Someday I'll be able to link 'recall' with 'it's not a tumor'
The veganiverse is all a-fluffered* with talk of the massive egg recall, which now appears to affect 380 million eggs. I don’t know how many might still be out there, since the US Food Safety and Inspection Service recommends people eat eggs within three to five weeks of purchase, and the issue occurred in May.
In other words, if you’re still holding onto an egg from the start of the outbreak, recall or no recall, I’m not sure anyone wants it back.
To be fair, the outbreak started then, but has presumably continued for some time, so there’s probably value in a recall beyond poking the producer with the ol’ “law stick.” But that’s not really what I want to talk about today anyway.

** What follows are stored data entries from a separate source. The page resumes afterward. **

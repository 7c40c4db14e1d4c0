//! Typed rows for the nine output relations.
//!
//! Every pipeline run derives these records freshly from the two source
//! extracts; the loader upserts them, so a record's natural key (author id,
//! recipe id, review id, or a dimension's natural value) identifies the row
//! across runs even when surrogate keys are renumbered.

use serde::Serialize;

/// One canonical display name per source author id.
#[derive(Debug, Clone, PartialEq, Serialize)]
pub struct Author {
    pub author_id: i64,
    pub name: String,
}

/// Recipe category dimension row. Surrogate key, run-local numbering.
#[derive(Debug, Clone, PartialEq, Serialize)]
pub struct Category {
    pub category_id: i64,
    pub name: String,
}

/// Keyword dimension row. Surrogate key, run-local numbering.
#[derive(Debug, Clone, PartialEq, Serialize)]
pub struct Keyword {
    pub keyword_id: i64,
    pub keyword: String,
}

/// Ingredient dimension row. The name is stored case-folded so that
/// differently-cased spellings share one surrogate key.
#[derive(Debug, Clone, PartialEq, Serialize)]
pub struct Ingredient {
    pub ingredient_id: i64,
    pub name: String,
}

/// Nine numeric nutrition facts carried on every recipe.
#[derive(Debug, Clone, Default, PartialEq, Serialize)]
pub struct Nutrition {
    pub calories: Option<f64>,
    pub fat_content: Option<f64>,
    pub saturated_fat_content: Option<f64>,
    pub cholesterol_content: Option<f64>,
    pub sodium_content: Option<f64>,
    pub carbohydrate_content: Option<f64>,
    pub fiber_content: Option<f64>,
    pub sugar_content: Option<f64>,
    pub protein_content: Option<f64>,
}

/// A fully normalized recipe row.
///
/// Durations are integer minutes (or null when the source had none);
/// timestamps are canonical `YYYY-MM-DDTHH:MM:SS` text.
#[derive(Debug, Clone, PartialEq, Serialize)]
pub struct Recipe {
    pub recipe_id: i64,
    pub name: Option<String>,
    pub author_id: i64,
    pub cook_time: Option<i64>,
    pub prep_time: Option<i64>,
    pub total_time: Option<i64>,
    pub date_published: Option<String>,
    pub description: Option<String>,
    pub category_id: Option<i64>,
    pub nutrition: Nutrition,
    pub recipe_servings: Option<String>,
    pub recipe_yield: Option<String>,
    pub recipe_instructions: Option<String>,
}

/// Weak relation: one image URL attached to a recipe.
#[derive(Debug, Clone, PartialEq, Serialize)]
pub struct RecipeImage {
    pub recipe_id: i64,
    pub image_url: String,
}

/// Join relation between recipes and the keyword dimension.
/// Duplicate pairs within one recipe are collapsed before this point.
#[derive(Debug, Clone, PartialEq, Serialize)]
pub struct RecipeKeyword {
    pub recipe_id: i64,
    pub keyword_id: i64,
}

/// Join relation between recipes and the ingredient dimension, carrying
/// the original-case quantity text. A null `ingredient_id` marks an
/// alignment row whose name had no dimension match; the row is kept and
/// the mismatch is surfaced separately as a data quality issue.
#[derive(Debug, Clone, PartialEq, Serialize)]
pub struct RecipeIngredient {
    pub recipe_id: i64,
    pub ingredient_id: Option<i64>,
    pub ingredient_quantity: Option<String>,
}

/// A normalized review row.
#[derive(Debug, Clone, PartialEq, Serialize)]
pub struct Review {
    pub review_id: i64,
    pub author_id: i64,
    pub recipe_id: i64,
    pub rating: Option<i64>,
    pub review: Option<String>,
    pub date_submitted: Option<String>,
    pub date_modified: Option<String>,
}

/// The full set of derived relation rows produced by one shaping pass,
/// plus every data quality issue observed along the way.
#[derive(Debug, Clone, Default)]
pub struct DerivedTables {
    pub authors: Vec<Author>,
    pub categories: Vec<Category>,
    pub keywords: Vec<Keyword>,
    pub ingredients: Vec<Ingredient>,
    pub recipes: Vec<Recipe>,
    pub recipe_images: Vec<RecipeImage>,
    pub recipe_keywords: Vec<RecipeKeyword>,
    pub recipe_ingredients: Vec<RecipeIngredient>,
    pub reviews: Vec<Review>,
    pub issues: Vec<crate::issue::DataQualityIssue>,
}

impl DerivedTables {
    /// Total number of relation rows across all nine tables.
    pub fn row_count(&self) -> usize {
        self.authors.len()
            + self.categories.len()
            + self.keywords.len()
            + self.ingredients.len()
            + self.recipes.len()
            + self.recipe_images.len()
            + self.recipe_keywords.len()
            + self.recipe_ingredients.len()
            + self.reviews.len()
    }
}
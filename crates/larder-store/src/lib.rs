pub mod loader;
pub mod schema;

pub use loader::{RelationalLoader, StoreConfig, StoreError};
pub use schema::{TABLES, TableDef, table_names};
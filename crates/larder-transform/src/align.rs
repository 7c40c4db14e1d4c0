//! Parallel list re-alignment.
//!
//! `RecipeIngredientParts` and `RecipeIngredientQuantities` are parallel
//! per-recipe lists that arrive independently exploded. Positional
//! correspondence is reconstructed explicitly: each exploded row gets a
//! zero-based ordinal within its recipe, and the two frames are inner
//! joined on `(recipe_id, ordinal)`, never zipped by adjacency. When the
//! two lists disagree in length, the trailing unmatched elements drop out
//! of the join silently.

use anyhow::Result;
use polars::prelude::{
    AnyValue, DataFrame, IntoLazy, JoinArgs, JoinType, NamedFrom, Series, col,
};

use larder_ingest::{any_to_i64, any_to_string_non_empty};
use larder_model::{DataQualityIssue, RecipeIngredient};

use crate::dimensions::Dimension;
use crate::lists::row_list_values;

/// Aligned ingredient rows plus the issues observed while resolving them.
#[derive(Debug, Default)]
pub struct AlignedIngredients {
    pub rows: Vec<RecipeIngredient>,
    pub issues: Vec<DataQualityIssue>,
}

/// Explode a list-valued column into one row per element, tagging every
/// row with its occurrence rank within its parent record (first element =
/// ordinal 0). Null or empty lists contribute no rows.
pub fn explode_with_ordinal(
    df: &DataFrame,
    id_column: &str,
    list_column: &str,
    value_column: &str,
) -> Result<DataFrame> {
    let ids = df.column(id_column)?;
    let lists = df.column(list_column)?;

    let mut out_ids: Vec<i64> = Vec::new();
    let mut out_ordinals: Vec<i64> = Vec::new();
    let mut out_values: Vec<Option<String>> = Vec::new();
    for idx in 0..df.height() {
        let Some(record_id) = any_to_i64(ids.get(idx).unwrap_or(AnyValue::Null)) else {
            continue;
        };
        for (ordinal, value) in row_list_values(lists, idx)?.into_iter().enumerate() {
            out_ids.push(record_id);
            out_ordinals.push(ordinal as i64);
            out_values.push(Some(value));
        }
    }

    let frame = DataFrame::new(vec![
        Series::new(id_column.into(), out_ids).into(),
        Series::new("ordinal".into(), out_ordinals).into(),
        Series::new(value_column.into(), out_values).into(),
    ])?;
    Ok(frame)
}

/// Re-associate ingredient names with their quantities and resolve the
/// names against the ingredient dimension.
///
/// Names are case-folded before resolution so `"Flour"` and `"flour"` hit
/// the same surrogate key; the emitted quantity text keeps its original
/// case. A folded name missing from the dimension still produces a row
/// (with a null key) and is reported as an issue rather than dropped.
pub fn align_ingredients(
    recipes: &DataFrame,
    ingredients: &Dimension,
) -> Result<AlignedIngredients> {
    let parts = explode_with_ordinal(
        recipes,
        "RecipeId",
        "RecipeIngredientParts",
        "ingredient_name",
    )?;
    let quantities = explode_with_ordinal(
        recipes,
        "RecipeId",
        "RecipeIngredientQuantities",
        "ingredient_quantity",
    )?;

    // The correctness-critical step: the k-th name pairs with the k-th
    // quantity of the same recipe, whatever either list contains.
    let joined = parts
        .lazy()
        .join(
            quantities.lazy(),
            [col("RecipeId"), col("ordinal")],
            [col("RecipeId"), col("ordinal")],
            JoinArgs::new(JoinType::Inner),
        )
        .collect()?;

    let ids = joined.column("RecipeId")?;
    let ordinals = joined.column("ordinal")?;
    let names = joined.column("ingredient_name")?;
    let quantity_texts = joined.column("ingredient_quantity")?;

    let mut aligned: Vec<(i64, i64, Option<String>, Option<String>)> =
        Vec::with_capacity(joined.height());
    for idx in 0..joined.height() {
        let Some(recipe_id) = any_to_i64(ids.get(idx).unwrap_or(AnyValue::Null)) else {
            continue;
        };
        let ordinal = any_to_i64(ordinals.get(idx).unwrap_or(AnyValue::Null)).unwrap_or(0);
        let name = any_to_string_non_empty(names.get(idx).unwrap_or(AnyValue::Null));
        let quantity = any_to_string_non_empty(quantity_texts.get(idx).unwrap_or(AnyValue::Null));
        aligned.push((recipe_id, ordinal, name, quantity));
    }
    // The join result's row order is an implementation detail; restore
    // per-recipe list order for deterministic output.
    aligned.sort_unstable_by(|a, b| (a.0, a.1).cmp(&(b.0, b.1)));

    let mut result = AlignedIngredients::default();
    for (recipe_id, _ordinal, name, quantity) in aligned {
        let ingredient_id = match &name {
            Some(name) => {
                let folded = name.to_lowercase();
                let key = ingredients.key_of(&folded);
                if key.is_none() {
                    result.issues.push(DataQualityIssue::UnresolvedIngredient {
                        recipe_id,
                        name: folded,
                    });
                }
                key
            }
            None => None,
        };
        result.rows.push(RecipeIngredient {
            recipe_id,
            ingredient_id,
            ingredient_quantity: quantity,
        });
    }
    Ok(result)
}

There are many ways to replace an egg in cooking, and yet eggs continue to be sold in very large quantities, so as deep thinking activists of the Institution for Innovation in Innovative Innovation, we (meaning I, because you can’t spell innovation without I, but there are two Is, so you can help too) sat down and thought about what people must be using those eggs for.
Obviously, it’s protest.
There was a time when a whole lot of people spent the weekend protesting something (I think it was the NATO bombing of Yugoslavia) where the US embassy in Toronto was egged beyond belief. I’m not kidding, the walls went from smooth concrete to stucco, and the designer protesters in the crowd injected paint into some of the eggs, so it really was quite striking.
And that’s when it hit me. Not an egg (ewww,) but an idea:
The Vegg.
Some kind of biodegradable shell (from corn, perhaps) with a gooey centre that could be used in place of an actual egg in protests, because while we don’t condone violence, it seems absurd for an animal rights protester to use actual eggs to complain about the treatment of chickens, for example. Not that that’s ever happened, but as I mentioned in yesterday’s porncast, I haven’t been sleeping much.
Anyway, this device doesn’t exist, and I’ve since moved on from the concept, but part of me, the really insane part, wonders if this egg recall could have been avoided if I’d only gotten off my butt and innovated innovatively.
In other related news, here’s the money quote from the original article that sparked this whole post:

With all the various studies linking animal product consumption to just about every disease out there, when do you think someone in charge will notice that people are getting sick from those too? I eagerly await the announcement of all animal foods produced since, well, ever.